Scrittore, pensatore, medico (Dordrecht 1670 - Hackney 1733). Nella sua opera più famosa, The fable of bees, or private vices, publick benefits (1714) M. sostenne che gli impulsi derivanti dal naturale egoismo dell'uomo (la ricerca della ricchezza, del piacere, degli onori) non vanno repressi, perché è alla competizione per soddisfarli che si deve la prosperità sociale.
Figlio d'un medico che esercitava a Dordrecht, fu per qualche tempo a Rotterdam alla scuola di Erasmo. Passato all'università di Leida vi sostenne nel 1689 una tesi che prendeva spunto dalla teoria cartesiana dell'automatismo degli animali, e nel 1691 si laureò in medicina. Oriundo francese, per spirito e mentalità egli appartenne tuttavia all'Inghilterra dove si trasferì e dove pubblicò la maggior parte delle sue opere.

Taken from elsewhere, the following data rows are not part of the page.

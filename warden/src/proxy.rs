//! Reverse-proxy registration. Layer 7 writes upstream and server
//! blocks into the proxy's include directories; layer 4 appends
//! ip-level forwards to a single file. Both are keyed by the owning
//! container uuid so teardown is a filter, not a parse.

use std::net::Ipv4Addr;
use std::path::{Path, PathBuf};
use std::sync::Arc;

use serde::{Deserialize, Serialize};
use tracing::{info, warn};

use crate::errors::{WardenError, WardenResult};
use crate::exec::{Cmd, CommandRunner};

/// A layer-7 mapping: requests for `url` are proxied to the container.
#[derive(Debug, Clone, Serialize, Deserialize, PartialEq, Eq)]
pub struct UrlMapping {
    pub url: String,
    #[serde(default)]
    pub cert: Option<String>,
    #[serde(default)]
    pub max_file_size: Option<String>,
    #[serde(default)]
    pub websocket: bool,
    #[serde(default)]
    pub redirects: Vec<String>,
}

impl UrlMapping {
    /// Hostname part of the url, before any path component.
    pub fn hostname(&self) -> &str {
        self.url.split('/').next().unwrap_or(&self.url)
    }

    pub fn path(&self) -> String {
        match self.url.split_once('/') {
            Some((_, rest)) => format!("/{}", rest),
            None => "/".to_string(),
        }
    }
}

/// A layer-4 forward: host port to container port, no termination.
#[derive(Debug, Clone, Serialize, Deserialize, PartialEq, Eq)]
pub struct Layer4Forward {
    pub proto: String,
    pub host_port: u16,
    pub container_port: u16,
}

pub struct ProxyRegistrar {
    config_dir: PathBuf,
    forwards_file: PathBuf,
    runner: Arc<dyn CommandRunner>,
}

impl ProxyRegistrar {
    pub fn new(config_dir: &Path, forwards_file: &Path, runner: Arc<dyn CommandRunner>) -> Self {
        Self {
            config_dir: config_dir.to_path_buf(),
            forwards_file: forwards_file.to_path_buf(),
            runner,
        }
    }

    fn upstream_dir(&self) -> PathBuf {
        self.config_dir.join("upstream")
    }

    fn server_dir(&self) -> PathBuf {
        self.config_dir.join("server_name")
    }

    fn access_dir(&self) -> PathBuf {
        self.config_dir.join("access")
    }

    fn sanitized(name: &str) -> String {
        name.chars()
            .map(|c| if c.is_ascii_alphanumeric() || c == '.' { c } else { '_' })
            .collect()
    }

    /// Register one url mapping for a container. A non-empty `access`
    /// list becomes an allow/deny include on the location, so only the
    /// whitelisted sources reach the backend. Returns the config files
    /// written, which the caller records for teardown.
    pub fn register_url(
        &self,
        owner: &str,
        mapping: &UrlMapping,
        ip: Ipv4Addr,
        access: &[String],
    ) -> WardenResult<(PathBuf, PathBuf)> {
        if mapping.url.is_empty() {
            return Err(WardenError::Validation("empty url mapping".into()));
        }
        std::fs::create_dir_all(self.upstream_dir())?;
        std::fs::create_dir_all(self.server_dir())?;

        let hostname = Self::sanitized(mapping.hostname());
        let port = if mapping.cert.is_some() { 443 } else { 80 };

        let upstream_name = format!("{}-{}", owner, hostname);
        let upstream_path = self.upstream_dir().join(&upstream_name);
        let upstream = format!(
            "# owner: {}\nupstream {} {{\n    server {}:{};\n}}\n",
            owner, upstream_name, ip, port
        );
        std::fs::write(&upstream_path, upstream)?;

        let server_path = self.server_dir().join(format!("{}-{}", owner, hostname));
        let mut server = format!("# owner: {}\nserver {{\n", owner);
        if let Some(cert) = &mapping.cert {
            server.push_str("    listen 443 ssl;\n");
            server.push_str(&format!("    ssl_certificate {};\n", cert));
        } else {
            server.push_str("    listen 80;\n");
        }
        server.push_str(&format!("    server_name {};\n", mapping.hostname()));
        if let Some(size) = &mapping.max_file_size {
            server.push_str(&format!("    client_max_body_size {};\n", size));
        }
        server.push_str(&format!("    location {} {{\n", mapping.path()));
        if !access.is_empty() {
            std::fs::create_dir_all(self.access_dir())?;
            let access_path = self.access_dir().join(format!("{}-{}", owner, hostname));
            let mut body = format!("# owner: {}\n", owner);
            for source in access {
                body.push_str(&format!("allow {};\n", source));
            }
            body.push_str("deny all;\n");
            std::fs::write(&access_path, body)?;
            server.push_str(&format!("        include {};\n", access_path.display()));
        }
        let scheme = if mapping.cert.is_some() { "https" } else { "http" };
        server.push_str(&format!(
            "        proxy_pass {}://{};\n",
            scheme, upstream_name
        ));
        if mapping.websocket {
            server.push_str("        proxy_http_version 1.1;\n");
            server.push_str("        proxy_set_header Upgrade $http_upgrade;\n");
            server.push_str("        proxy_set_header Connection \"upgrade\";\n");
        }
        server.push_str("    }\n");
        for redirect in &mapping.redirects {
            server.push_str(&format!(
                "    # redirect {} -> {}\n",
                redirect, mapping.url
            ));
        }
        server.push_str("}\n");
        std::fs::write(&server_path, server)?;

        info!(owner, url = %mapping.url, %ip, "registered url mapping");
        Ok((upstream_path, server_path))
    }

    /// Write a plain redirect server block for an alternate url.
    pub fn register_redirect(
        &self,
        owner: &str,
        from: &str,
        to: &str,
        cert: Option<&str>,
    ) -> WardenResult<PathBuf> {
        std::fs::create_dir_all(self.server_dir())?;
        let hostname = Self::sanitized(from.split('/').next().unwrap_or(from));
        let path = self
            .server_dir()
            .join(format!("{}-redirect-{}", owner, hostname));
        let mut body = format!("# owner: {}\nserver {{\n", owner);
        match cert {
            Some(cert) => {
                body.push_str("    listen 443 ssl;\n");
                body.push_str(&format!("    ssl_certificate {};\n", cert));
            }
            None => body.push_str("    listen 80;\n"),
        }
        body.push_str(&format!("    server_name {};\n", from));
        body.push_str(&format!("    return 301 $scheme://{}$request_uri;\n", to));
        body.push_str("}\n");
        std::fs::write(&path, body)?;
        Ok(path)
    }

    /// Append a layer-4 forward, keyed by owner for retraction.
    pub fn register_layer4(
        &self,
        owner: &str,
        ip: Ipv4Addr,
        forward: &Layer4Forward,
    ) -> WardenResult<()> {
        match forward.proto.as_str() {
            "tcp" | "udp" => {}
            other => {
                return Err(WardenError::Validation(format!(
                    "layer-4 proto must be tcp or udp, got {:?}",
                    other
                )))
            }
        }
        if let Some(parent) = self.forwards_file.parent() {
            std::fs::create_dir_all(parent)?;
        }
        let line = format!(
            "{} {} {} {} # {}\n",
            forward.proto, forward.host_port, ip, forward.container_port, owner
        );
        let mut existing = if self.forwards_file.exists() {
            std::fs::read_to_string(&self.forwards_file)?
        } else {
            String::new()
        };
        existing.push_str(&line);
        std::fs::write(&self.forwards_file, existing)?;
        info!(owner, proto = %forward.proto, host_port = forward.host_port, "registered layer-4 forward");
        Ok(())
    }

    /// Remove every proxy artifact a container owns: its upstream and
    /// server files and its layer-4 forward lines.
    pub fn retract_owner(&self, owner: &str) -> WardenResult<()> {
        for dir in [self.upstream_dir(), self.server_dir(), self.access_dir()] {
            if !dir.is_dir() {
                continue;
            }
            for entry in std::fs::read_dir(&dir)? {
                let entry = entry?;
                let name = entry.file_name();
                let name = name.to_string_lossy();
                if name.starts_with(&format!("{}-", owner)) {
                    std::fs::remove_file(entry.path())?;
                }
            }
        }
        if self.forwards_file.exists() {
            let marker = format!("# {}", owner);
            let kept: String = std::fs::read_to_string(&self.forwards_file)?
                .lines()
                .filter(|line| !line.trim_end().ends_with(&marker))
                .map(|line| format!("{}\n", line))
                .collect();
            if kept.is_empty() {
                std::fs::remove_file(&self.forwards_file)?;
            } else {
                std::fs::write(&self.forwards_file, kept)?;
            }
        }
        info!(owner, "retracted proxy registrations");
        Ok(())
    }

    /// Reload the proxy; best-effort like the resolver reload.
    pub fn reload(&self) {
        let cmd = Cmd::new("service").args(["nginx", "reload"]);
        match self.runner.run(&cmd) {
            Ok(out) if out.success() => {}
            Ok(out) => warn!(status = out.status, "proxy reload failed"),
            Err(err) => warn!(%err, "proxy reload failed"),
        }
    }
}
//! On-create action execution inside a freshly started container.
//!
//! Actions run in declared order. installPackage borrows the host
//! package cache via a read-only nullfs mount for the duration of the
//! install; the cache is unmounted even when the install fails.

use std::net::Ipv4Addr;
use std::path::{Path, PathBuf};
use std::sync::Arc;
use std::time::Duration;

use tracing::{info, warn};

use crate::config::HostConfig;
use crate::errors::{WardenError, WardenResult};
use crate::exec::{Cmd, CommandRunner};
use crate::jail::JailController;

use super::Action;

/// Deadline for in-jail package installs, which routinely fetch and
/// extract for far longer than the default command timeout.
pub const PKG_INSTALL_TIMEOUT: Duration = Duration::from_secs(1800);

/// A hook run after a package install succeeds, keyed by a package
/// name pattern. Kept as a registry so service-specific workarounds do
/// not grow into special cases inside the executor.
pub struct PostInstallHook {
    pub name: &'static str,
    pub matches: fn(&str) -> bool,
    pub run: fn(&ActionContext<'_>, &str) -> WardenResult<()>,
}

fn postgres_matches(package: &str) -> bool {
    package.contains("postgresql") && package.contains("-server")
}

/// The stock postgres packages create their `pgsql` user with a fixed
/// UID that collides across containers sharing uid-sensitive storage.
/// Remap it to a UID derived from the low two octets of the primary
/// address, probing upward past any UID already taken, then re-own
/// anything the old UID still owns.
fn postgres_remap(ctx: &ActionContext<'_>, package: &str) -> WardenResult<()> {
    let octets = ctx.primary_ip.octets();
    let mut uid: u32 = format!("70{}{}", octets[2], octets[3])
        .parse()
        .map_err(|_| WardenError::Internal("uid derivation overflow".into()))?;
    loop {
        match ctx.jail.exec(ctx.uuid, &["pw", "usershow", "-u", &uid.to_string()]) {
            Ok(_) => uid += 1,
            Err(WardenError::CommandFailed { .. }) => break,
            Err(err) => return Err(err),
        }
    }
    info!(uuid = ctx.uuid, package, uid, "remapping pgsql uid");
    ctx.jail.exec(
        ctx.uuid,
        &["pw", "usermod", "pgsql", "-u", &uid.to_string()],
    )?;
    ctx.jail
        .exec(ctx.uuid, &["find", "/", "-user", "70", "-exec", "chown", "-h", "pgsql", "{}", ";"])?;
    Ok(())
}

pub fn default_hooks() -> Vec<PostInstallHook> {
    vec![PostInstallHook {
        name: "postgres-uid-remap",
        matches: postgres_matches,
        run: postgres_remap,
    }]
}

pub struct ActionContext<'a> {
    pub uuid: &'a str,
    pub primary_ip: Ipv4Addr,
    pub container_root: &'a Path,
    /// partition-level persistent data area
    pub partition_data_dir: &'a Path,
    /// directory the specification was loaded from, for relative
    /// fileFolderMapping sources
    pub source_dir: Option<&'a Path>,
    pub jail: &'a JailController,
}

pub struct ActionRunner {
    config: HostConfig,
    runner: Arc<dyn CommandRunner>,
    hooks: Vec<PostInstallHook>,
}

impl ActionRunner {
    pub fn new(config: HostConfig, runner: Arc<dyn CommandRunner>) -> Self {
        Self {
            config,
            runner,
            hooks: default_hooks(),
        }
    }

    pub fn run_all(&self, ctx: &ActionContext<'_>, actions: &[Action]) -> WardenResult<()> {
        for action in actions {
            self.run_one(ctx, action)?;
        }
        Ok(())
    }

    fn run_one(&self, ctx: &ActionContext<'_>, action: &Action) -> WardenResult<()> {
        match action {
            Action::Exec { value } => {
                info!(uuid = ctx.uuid, command = %value, "running exec action");
                ctx.jail.exec(ctx.uuid, &["/bin/sh", "-c", value])?;
                Ok(())
            }
            Action::InstallPackage { value } => self.install_package(ctx, value),
            Action::FileFolderMapping { source, target } => {
                self.file_folder_mapping(ctx, source, target)
            }
            Action::PersistentStorage { value } => Err(WardenError::Unimplemented(format!(
                "persistentStorage action (requested {:?})",
                value
            ))),
            Action::Unknown => {
                warn!(uuid = ctx.uuid, "skipping unknown container action");
                Ok(())
            }
        }
    }

    fn install_package(&self, ctx: &ActionContext<'_>, package: &str) -> WardenResult<()> {
        let cache_target = ctx.container_root.join("var/cache/pkg");
        std::fs::create_dir_all(&cache_target)?;

        let cache_src = self.config.pkg_cache_dir.display().to_string();
        let target = cache_target.display().to_string();
        let mount = Cmd::new("mount_nullfs").args(["-o", "ro", &cache_src, &target]);
        self.runner.run_checked(&mount)?;

        info!(uuid = ctx.uuid, package, "installing package");
        let install = ctx.jail.exec_with_timeout(
            ctx.uuid,
            &["env", "ASSUME_ALWAYS_YES=yes", "pkg", "install", "-y", package],
            PKG_INSTALL_TIMEOUT,
        );

        // unmount no matter how the install went
        let umount = Cmd::new("umount").args(["-f", &target]);
        if let Err(err) = self.runner.run_checked(&umount) {
            warn!(uuid = ctx.uuid, %err, "could not unmount package cache");
        }
        install?;

        for hook in &self.hooks {
            if (hook.matches)(package) {
                info!(uuid = ctx.uuid, hook = hook.name, package, "running post-install hook");
                (hook.run)(ctx, package)?;
            }
        }
        Ok(())
    }

    /// Copy a file or directory into the container. Sources starting
    /// with `partition/` resolve against the partition data area; the
    /// rest resolve against the specification source directory.
    fn file_folder_mapping(
        &self,
        ctx: &ActionContext<'_>,
        source: &str,
        target: &str,
    ) -> WardenResult<()> {
        let src: PathBuf = if let Some(rest) = source.strip_prefix("partition/") {
            ctx.partition_data_dir.join(rest)
        } else {
            match ctx.source_dir {
                Some(dir) => dir.join(source),
                None => {
                    return Err(WardenError::Validation(format!(
                        "relative source {:?} with no source directory",
                        source
                    )))
                }
            }
        };
        if !src.exists() {
            return Err(WardenError::NotFound(format!(
                "mapping source {}",
                src.display()
            )));
        }
        let target_rel = target.trim_start_matches('/');
        let dst = ctx.container_root.join(target_rel);
        if let Some(parent) = dst.parent() {
            std::fs::create_dir_all(parent)?;
        }
        info!(uuid = ctx.uuid, source = %src.display(), target = %dst.display(), "mapping file");
        if src.is_dir() {
            copy_dir(&src, &dst)?;
        } else {
            std::fs::copy(&src, &dst)?;
        }
        Ok(())
    }
}

fn copy_dir(src: &Path, dst: &Path) -> WardenResult<()> {
    std::fs::create_dir_all(dst)?;
    for entry in walkdir::WalkDir::new(src) {
        let entry =
            entry.map_err(|e| WardenError::Internal(format!("walking {}: {}", src.display(), e)))?;
        let rel = entry
            .path()
            .strip_prefix(src)
            .map_err(|e| WardenError::Internal(e.to_string()))?;
        let target = dst.join(rel);
        if entry.file_type().is_dir() {
            std::fs::create_dir_all(&target)?;
        } else {
            std::fs::copy(entry.path(), &target)?;
        }
    }
    Ok(())
}

#[cfg(test)]
mod tests {
    use super::*;
    use crate::exec::CmdOutput;
    use parking_lot::Mutex;

    /// Records every command; `pw usershow` fails so UID probing stops
    /// on the first candidate, everything else succeeds.
    struct RecordingRunner {
        calls: Mutex<Vec<Cmd>>,
    }

    impl RecordingRunner {
        fn new() -> Self {
            Self {
                calls: Mutex::new(Vec::new()),
            }
        }
    }

    impl CommandRunner for RecordingRunner {
        fn run(&self, cmd: &Cmd) -> crate::errors::WardenResult<CmdOutput> {
            self.calls.lock().push(cmd.clone());
            let status = if cmd.args.iter().any(|a| a == "usershow") {
                67
            } else {
                0
            };
            Ok(CmdOutput {
                status,
                ..CmdOutput::default()
            })
        }
    }

    fn install_fixture() -> (Arc<RecordingRunner>, JailController, ActionRunner, tempfile::TempDir)
    {
        let runner = Arc::new(RecordingRunner::new());
        let jail = JailController::new(runner.clone());
        let mut config = HostConfig::default();
        let tmp = tempfile::tempdir().unwrap();
        config.pkg_cache_dir = tmp.path().join("pkg-cache");
        std::fs::create_dir_all(&config.pkg_cache_dir).unwrap();
        let actions = ActionRunner::new(config, runner.clone());
        (runner, jail, actions, tmp)
    }

    #[test]
    fn package_installs_get_a_long_deadline() {
        let (runner, jail, actions, tmp) = install_fixture();
        let ctx = ActionContext {
            uuid: "abc12345",
            primary_ip: Ipv4Addr::new(10, 99, 1, 2),
            container_root: tmp.path(),
            partition_data_dir: tmp.path(),
            source_dir: None,
            jail: &jail,
        };
        actions
            .run_one(&ctx, &Action::InstallPackage { value: "nginx".into() })
            .unwrap();
        let calls = runner.calls.lock();
        let install = calls
            .iter()
            .find(|c| c.program == "jexec" && c.args.iter().any(|a| a == "install"))
            .expect("pkg install was issued");
        assert_eq!(install.timeout, PKG_INSTALL_TIMEOUT);
        // the cache mount bookends stay on the default deadline
        assert!(calls.iter().any(|c| c.program == "mount_nullfs"));
        assert!(calls.iter().any(|c| c.program == "umount"));
    }

    #[test]
    fn postgres_install_remaps_the_pgsql_user() {
        let (runner, jail, actions, tmp) = install_fixture();
        let ctx = ActionContext {
            uuid: "abc12345",
            primary_ip: Ipv4Addr::new(10, 99, 12, 34),
            container_root: tmp.path(),
            partition_data_dir: tmp.path(),
            source_dir: None,
            jail: &jail,
        };
        actions
            .run_one(
                &ctx,
                &Action::InstallPackage {
                    value: "postgresql95-server".into(),
                },
            )
            .unwrap();
        let calls = runner.calls.lock();
        let usermod = calls
            .iter()
            .find(|c| c.args.iter().any(|a| a == "usermod"))
            .expect("uid remap ran");
        assert!(usermod.args.iter().any(|a| a == "pgsql"));
        assert!(usermod.args.iter().any(|a| a == "701234"));
        let reown = calls
            .iter()
            .find(|c| c.args.iter().any(|a| a == "find"))
            .expect("re-own ran");
        assert!(reown.args.iter().any(|a| a == "pgsql"));
    }

    #[test]
    fn postgres_pattern_matches_server_packages() {
        assert!(postgres_matches("postgresql95-server"));
        assert!(postgres_matches("postgresql-server"));
        assert!(!postgres_matches("postgresql95-client"));
        assert!(!postgres_matches("nginx"));
    }

    #[test]
    fn mapping_without_source_dir_fails_validation() {
        let runner: Arc<dyn CommandRunner> = Arc::new(crate::exec::HostRunner::new());
        let jail = JailController::new(runner.clone());
        let actions = ActionRunner::new(HostConfig::default(), runner);
        let tmp = tempfile::tempdir().unwrap();
        let ctx = ActionContext {
            uuid: "abc12345",
            primary_ip: Ipv4Addr::new(10, 99, 1, 2),
            container_root: tmp.path(),
            partition_data_dir: tmp.path(),
            source_dir: None,
            jail: &jail,
        };
        let err = actions
            .run_one(
                &ctx,
                &Action::FileFolderMapping {
                    source: "www".into(),
                    target: "/usr/local/www".into(),
                },
            )
            .unwrap_err();
        assert!(matches!(err, WardenError::Validation(_)));
    }

    #[test]
    fn partition_sources_copy_from_data_dir() {
        let runner: Arc<dyn CommandRunner> = Arc::new(crate::exec::HostRunner::new());
        let jail = JailController::new(runner.clone());
        let actions = ActionRunner::new(HostConfig::default(), runner);
        let data = tempfile::tempdir().unwrap();
        let root = tempfile::tempdir().unwrap();
        std::fs::create_dir_all(data.path().join("www")).unwrap();
        std::fs::write(data.path().join("www/index.html"), "hi").unwrap();
        let ctx = ActionContext {
            uuid: "abc12345",
            primary_ip: Ipv4Addr::new(10, 99, 1, 2),
            container_root: root.path(),
            partition_data_dir: data.path(),
            source_dir: None,
            jail: &jail,
        };
        actions
            .run_one(
                &ctx,
                &Action::FileFolderMapping {
                    source: "partition/www".into(),
                    target: "/usr/local/www".into(),
                },
            )
            .unwrap();
        assert_eq!(
            std::fs::read_to_string(root.path().join("usr/local/www/index.html")).unwrap(),
            "hi"
        );
    }

    #[test]
    fn persistent_storage_fails_loudly() {
        let runner: Arc<dyn CommandRunner> = Arc::new(crate::exec::HostRunner::new());
        let jail = JailController::new(runner.clone());
        let actions = ActionRunner::new(HostConfig::default(), runner);
        let tmp = tempfile::tempdir().unwrap();
        let ctx = ActionContext {
            uuid: "abc12345",
            primary_ip: Ipv4Addr::new(10, 99, 1, 2),
            container_root: tmp.path(),
            partition_data_dir: tmp.path(),
            source_dir: None,
            jail: &jail,
        };
        let err = actions
            .run_one(
                &ctx,
                &Action::PersistentStorage {
                    value: "pgdata".into(),
                },
            )
            .unwrap_err();
        assert!(matches!(err, WardenError::Unimplemented(_)));
    }
}
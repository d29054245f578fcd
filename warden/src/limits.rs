//! Resource limits: cpu and memory through rctl, disk through the
//! dataset quota. Failures on individual limits are reported without
//! aborting the rest, matching teardown semantics elsewhere.

use std::sync::Arc;

use tracing::{info, warn};

use crate::errors::WardenResult;
use crate::exec::{Cmd, CommandRunner};
use crate::jail::jail_name;
use crate::store::PropertyStore;

/// A limit is either unset (unlimited) or a value in the unit the
/// target subsystem expects: `maxCpu` in percent, `maxRam`/`maxHdd`
/// with a size suffix such as `512M` or `1G`.
#[derive(Debug, Clone, PartialEq, Eq)]
pub enum Limit {
    Unlimited,
    Value(String),
}

impl Limit {
    pub fn parse(raw: &str) -> Limit {
        let trimmed = raw.trim();
        if trimmed.is_empty() || trimmed.eq_ignore_ascii_case("unlimited") {
            Limit::Unlimited
        } else {
            Limit::Value(trimmed.to_string())
        }
    }

    pub fn as_stored(&self) -> String {
        match self {
            Limit::Unlimited => "unlimited".to_string(),
            Limit::Value(v) => v.clone(),
        }
    }
}

pub struct ResourceLimiter {
    runner: Arc<dyn CommandRunner>,
}

impl ResourceLimiter {
    pub fn new(runner: Arc<dyn CommandRunner>) -> Self {
        Self { runner }
    }

    /// Apply cpu/ram limits to a live jail and the disk quota to its
    /// dataset. Each limit is attempted independently.
    pub fn apply(
        &self,
        uuid: &str,
        store: &Arc<dyn PropertyStore>,
        dataset: &str,
        max_cpu: &Limit,
        max_ram: &Limit,
        max_hdd: &Limit,
    ) -> WardenResult<()> {
        match max_cpu {
            Limit::Unlimited => info!(uuid, "cpu unlimited, no rctl rule"),
            Limit::Value(v) => {
                let pcpu = v.trim_end_matches('%');
                if let Err(err) = self.rctl_add(uuid, "pcpu", pcpu) {
                    warn!(uuid, limit = %v, %err, "could not apply cpu limit");
                }
            }
        }
        match max_ram {
            Limit::Unlimited => info!(uuid, "ram unlimited, no rctl rule"),
            Limit::Value(v) => {
                if let Err(err) = self.rctl_add(uuid, "memoryuse", v) {
                    warn!(uuid, limit = %v, %err, "could not apply ram limit");
                }
            }
        }
        match max_hdd {
            Limit::Unlimited => info!(uuid, "hdd unlimited, no quota"),
            Limit::Value(v) => {
                if let Err(err) = store.set(dataset, "quota", v) {
                    warn!(uuid, limit = %v, %err, "could not apply disk quota");
                }
            }
        }
        Ok(())
    }

    /// Drop every rctl rule for the jail.
    pub fn release(&self, uuid: &str) -> WardenResult<()> {
        let subject = format!("jail:{}", jail_name(uuid));
        let cmd = Cmd::new("rctl").args(["-r", &subject]);
        self.runner.run_checked(&cmd).map(|_| ())
    }

    fn rctl_add(&self, uuid: &str, resource: &str, amount: &str) -> WardenResult<()> {
        let rule = format!("jail:{}:{}:deny={}", jail_name(uuid), resource, amount);
        let cmd = Cmd::new("rctl").args(["-a", &rule]);
        self.runner.run_checked(&cmd).map(|_| ())
    }
}

#[cfg(test)]
mod tests {
    use super::*;

    #[test]
    fn parse_recognizes_unlimited() {
        assert_eq!(Limit::parse(""), Limit::Unlimited);
        assert_eq!(Limit::parse("unlimited"), Limit::Unlimited);
        assert_eq!(Limit::parse("Unlimited"), Limit::Unlimited);
        assert_eq!(Limit::parse("512M"), Limit::Value("512M".into()));
    }

    #[test]
    fn stored_form_round_trips() {
        assert_eq!(Limit::parse(&Limit::Unlimited.as_stored()), Limit::Unlimited);
        let v = Limit::Value("2G".into());
        assert_eq!(Limit::parse(&v.as_stored()), v);
    }
}
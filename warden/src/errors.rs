//! Error types shared across the orchestrator.

use std::time::Duration;

use thiserror::Error;

/// Result alias used throughout the crate.
pub type WardenResult<T> = Result<T, WardenError>;

/// Errors surfaced by warden components.
///
/// Validation and state-conflict errors are raised before any mutation
/// and are safe for callers to retry after correcting the input. Command
/// failures carry the command line and stderr so the operator can see
/// exactly which OS-level call broke.
#[derive(Debug, Error)]
pub enum WardenError {
    /// Malformed input (IP, CIDR, size, port, hostname) caught before
    /// any side effect.
    #[error("validation failed: {0}")]
    Validation(String),

    /// A referenced container, partition, or dataset does not exist.
    #[error("not found: {0}")]
    NotFound(String),

    /// The requested transition conflicts with current state
    /// (destroy-while-running, duplicate uuid exhaustion, missing
    /// primary interface).
    #[error("state conflict: {0}")]
    StateConflict(String),

    /// An external command exited non-zero.
    #[error("command `{command}` failed with status {status}: {stderr}")]
    CommandFailed {
        command: String,
        status: i32,
        stderr: String,
    },

    /// An external command exceeded its deadline and was killed.
    #[error("command `{command}` timed out after {timeout:?}")]
    Timeout { command: String, timeout: Duration },

    /// No free address was found within the bounded retry count.
    #[error("address pool exhausted after {0} attempts")]
    PoolExhausted(usize),

    /// A firewall or proxy apply/reload step failed; the previous
    /// generated state was left in place.
    #[error("apply failed: {0}")]
    ApplyFailed(String),

    /// The property store itself could not be queried. Distinct from a
    /// key being absent, which is `Ok(None)`.
    #[error("property store unavailable: {0}")]
    StoreUnavailable(String),

    /// A declared feature that must fail loudly rather than silently.
    #[error("not implemented: {0}")]
    Unimplemented(String),

    #[error("i/o error: {0}")]
    Io(#[from] std::io::Error),

    #[error("internal error: {0}")]
    Internal(String),
}

impl WardenError {
    /// True for errors raised before any side effect took place.
    pub fn is_pre_mutation(&self) -> bool {
        matches!(
            self,
            WardenError::Validation(_) | WardenError::StateConflict(_) | WardenError::NotFound(_)
        )
    }
}

#[cfg(test)]
mod tests {
    use super::*;

    #[test]
    fn command_failure_formats_command_and_stderr() {
        let err = WardenError::CommandFailed {
            command: "zfs list tank/missing".into(),
            status: 1,
            stderr: "dataset does not exist".into(),
        };
        let msg = err.to_string();
        assert!(msg.contains("zfs list tank/missing"));
        assert!(msg.contains("dataset does not exist"));
    }

    #[test]
    fn pre_mutation_classification() {
        assert!(WardenError::Validation("bad cidr".into()).is_pre_mutation());
        assert!(WardenError::StateConflict("running".into()).is_pre_mutation());
        assert!(!WardenError::ApplyFailed("reload".into()).is_pre_mutation());
    }
}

In The virgin unmasked, or female dialogues (1709), e A treatise of hypochondriack and hysterick passions (3 voll., 1711), in cui confutò la terapia puramente speculativa, appare palese anche l'intento di combattere le convinzioni morali e sociali del suo tempo. Ma tale intento è soprattutto manifesto nella sua opera più caratteristica, il poemetto The grumbling hive, or knaves turn'd honest, pubblicato anonimo nel 1705 e poi ristampato nel 1714 col titolo The fable of bees, or private vices, publick benefits, insieme al commento An inquiry into the origin of moral virtue e ampi Remarks a spiegazione di alcuni versi (tale ed. fu poi ampliata nel 1723; nel 1729 comparve un secondo volume The fable of the bees: part II, costituito da sei dialoghi su argomenti affini). Nel poema, attraverso la descrizione allegorica della vita d'un alveare, è esposta la concezione etico-politica (sviluppata nei vari saggi che accompagnano il poema) di M., che, combattendo specialmente Shaftesbury e la sua dottrina dell'innato senso morale, si riconnette a Th. Hobbes nel riconoscere il fondamentale egoismo dell'uomo e sostiene che tale egoismo non va represso e che ogni prosperità sociale deriva dalla violenta affermazione degli interessi individuali, riuscendo invece depressa dall'altruismo e dalla conseguente inerzia e rinuncia. Sulla sua concezione M. tornò nei Free thoughts on religion, the church, and national happiness (1720) e in A letter to Dion occasioned by his book called Alciphron (1732), in cui ribatteva le critiche rivoltegli da G. Berkeley nel 2º dialogo dell'Alciphron (1732).